Input data below:

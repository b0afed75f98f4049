use crate::config::PackRequest;
use crate::error::{Result, SpriteError};
use crate::model::Direction;
use serde::Deserialize;
use serde_json::Value;
use std::fs;
use std::path::Path;
use tracing::debug;

/// Contents of a sprite specs file (`sprite-specs.json`).
///
/// ```json
/// { "dir": "icons", "sprite": "icons.png", "files": ["a.png", "b.png"],
///   "direction": true, "append": "right" }
/// ```
///
/// Empty strings, `false`, `0` and `null` count as "not set", the same as a
/// missing key.
#[derive(Debug, Clone, Default, Deserialize)]
pub struct SpriteSpecs {
    #[serde(default)]
    pub dir: Option<Value>,
    #[serde(default)]
    pub sprite: Option<Value>,
    #[serde(default)]
    pub files: Option<Value>,
    #[serde(default)]
    pub direction: Option<Value>,
    #[serde(default)]
    pub append: Option<Value>,
}

impl SpriteSpecs {
    /// Parses specs from a JSON string.
    pub fn from_json(text: &str) -> Result<Self> {
        serde_json::from_str(text)
            .map_err(|e| SpriteError::Validation(format!("malformed specs file: {e}")))
    }

    /// Reads the specs file at `path` and turns it into a [`PackRequest`].
    /// No image is touched here.
    pub fn load(path: &Path) -> Result<PackRequest> {
        if !path.exists() {
            return Err(SpriteError::NotFound(path.to_path_buf()));
        }
        let specs_path = std::path::absolute(path)?;
        let text = fs::read_to_string(&specs_path)?;
        Self::from_json(&text)?.into_request(&specs_path)
    }

    /// Builds the request, resolving `dir` against the directory holding
    /// `specs_path` and deriving the sprite name from the specs file name.
    pub fn into_request(self, specs_path: &Path) -> Result<PackRequest> {
        let files = match self.files.as_ref().filter(|v| is_truthy(v)) {
            Some(v) => string_list(v)?,
            None => return Err(SpriteError::Validation("Missing \"files\" property.".into())),
        };

        let dir = self
            .dir
            .as_ref()
            .filter(|v| is_truthy(v))
            .and_then(Value::as_str)
            .unwrap_or(".");
        let base = specs_path.parent().unwrap_or_else(|| Path::new("."));
        let source_directory = base.join(dir);

        let sprite = match self.sprite.as_ref().filter(|v| is_truthy(v)).and_then(Value::as_str) {
            Some(s) => s.to_string(),
            None => {
                let stem = specs_path
                    .file_name()
                    .and_then(|s| s.to_str())
                    .unwrap_or("sprite");
                format!("{}.png", stem.strip_suffix(".json").unwrap_or(stem))
            }
        };

        // `append` is only consulted when `direction` is set at all.
        let direction = if self.direction.as_ref().is_some_and(is_truthy) {
            match self.append.as_ref().and_then(Value::as_str) {
                Some("right") => Direction::Right,
                _ => Direction::Down,
            }
        } else {
            Direction::Down
        };

        debug!(?source_directory, %sprite, %direction, files = files.len(), "specs loaded");
        Ok(PackRequest::builder()
            .source_directory(source_directory)
            .files(files)
            .output_image_name(sprite)
            .direction(direction)
            .build())
    }
}

fn string_list(v: &Value) -> Result<Vec<String>> {
    match v {
        Value::Array(items) => items
            .iter()
            .map(|item| {
                item.as_str().map(str::to_string).ok_or_else(|| {
                    SpriteError::Validation(format!("\"files\" entries must be strings, got {item}"))
                })
            })
            .collect(),
        Value::String(s) => Ok(vec![s.clone()]),
        other => Err(SpriteError::Validation(format!(
            "\"files\" must be a list of file names, got {other}"
        ))),
    }
}

fn is_truthy(v: &Value) -> bool {
    match v {
        Value::Null => false,
        Value::Bool(b) => *b,
        Value::Number(n) => n.as_f64().is_some_and(|f| f != 0.0),
        Value::String(s) => !s.is_empty(),
        Value::Array(_) | Value::Object(_) => true,
    }
}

End of Input data.

Work instruction
A word-for-word copy of the full listing is required.

Answer for the task
repository b0afed75f98f4049
use crate::config::PackRequest;
use crate::error::{Result, SpriteError};
use crate::model::Direction;
use serde::Deserialize;
use serde_json::Value;
use std::fs;
use std::path::Path;
use tracing::debug;

/// Contents of a sprite specs file (`sprite-specs.json`).
///
/// ```json
/// { "dir": "icons", "sprite": "icons.png", "files": ["a.png", "b.png"],
///   "direction": true, "append": "right" }
/// ```
///
/// Empty strings, `false`, `0` and `null` count as "not set", the same as a
/// missing key.
#[derive(Debug, Clone, Default, Deserialize)]
pub struct SpriteSpecs {
    #[serde(default)]
    pub dir: Option<Value>,
    #[serde(default)]
    pub sprite: Option<Value>,
    #[serde(default)]
    pub files: Option<Value>,
    #[serde(default)]
    pub direction: Option<Value>,
    #[serde(default)]
    pub append: Option<Value>,
}

impl SpriteSpecs {
    /// Parses specs from a JSON string.
    pub fn from_json(text: &str) -> Result<Self> {
        serde_json::from_str(text)
            .map_err(|e| SpriteError::Validation(format!("malformed specs file: {e}")))
    }

    /// Reads the specs file at `path` and turns it into a [`PackRequest`].
    /// No image is touched here.
    pub fn load(path: &Path) -> Result<PackRequest> {
        if !path.exists() {
            return Err(SpriteError::NotFound(path.to_path_buf()));
        }
        let specs_path = std::path::absolute(path)?;
        let text = fs::read_to_string(&specs_path)?;
        Self::from_json(&text)?.into_request(&specs_path)
    }

    /// Builds the request, resolving `dir` against the directory holding
    /// `specs_path` and deriving the sprite name from the specs file name.
    pub fn into_request(self, specs_path: &Path) -> Result<PackRequest> {
        let files = match self.files.as_ref().filter(|v| is_truthy(v)) {
            Some(v) => string_list(v)?,
            None => return Err(SpriteError::Validation("Missing \"files\" property.".into())),
        };

        let dir = self
            .dir
            .as_ref()
            .filter(|v| is_truthy(v))
            .and_then(Value::as_str)
            .unwrap_or(".");
        let base = specs_path.parent().unwrap_or_else(|| Path::new("."));
        let source_directory = base.join(dir);

        let sprite = match self.sprite.as_ref().filter(|v| is_truthy(v)).and_then(Value::as_str) {
            Some(s) => s.to_string(),
            None => {
                let stem = specs_path
                    .file_name()
                    .and_then(|s| s.to_str())
                    .unwrap_or("sprite");
                format!("{}.png", stem.strip_suffix(".json").unwrap_or(stem))
            }
        };

        // `append` is only consulted when `direction` is set at all.
        let direction = if self.direction.as_ref().is_some_and(is_truthy) {
            match self.append.as_ref().and_then(Value::as_str) {
                Some("right") => Direction::Right,
                _ => Direction::Down,
            }
        } else {
            Direction::Down
        };

        debug!(?source_directory, %sprite, %direction, files = files.len(), "specs loaded");
        Ok(PackRequest::builder()
            .source_directory(source_directory)
            .files(files)
            .output_image_name(sprite)
            .direction(direction)
            .build())
    }
}

fn string_list(v: &Value) -> Result<Vec<String>> {
    match v {
        Value::Array(items) => items
            .iter()
            .map(|item| {
                item.as_str().map(str::to_string).ok_or_else(|| {
                    SpriteError::Validation(format!("\"files\" entries must be strings, got {item}"))
                })
            })
            .collect(),
        Value::String(s) => Ok(vec![s.clone()]),
        other => Err(SpriteError::Validation(format!(
            "\"files\" must be a list of file names, got {other}"
        ))),
    }
}

fn is_truthy(v: &Value) -> bool {
    match v {
        Value::Null => false,
        Value::Bool(b) => *b,
        Value::Number(n) => n.as_f64().is_some_and(|f| f != 0.0),
        Value::String(s) => !s.is_empty(),
        Value::Array(_) | Value::Object(_) => true,
    }
}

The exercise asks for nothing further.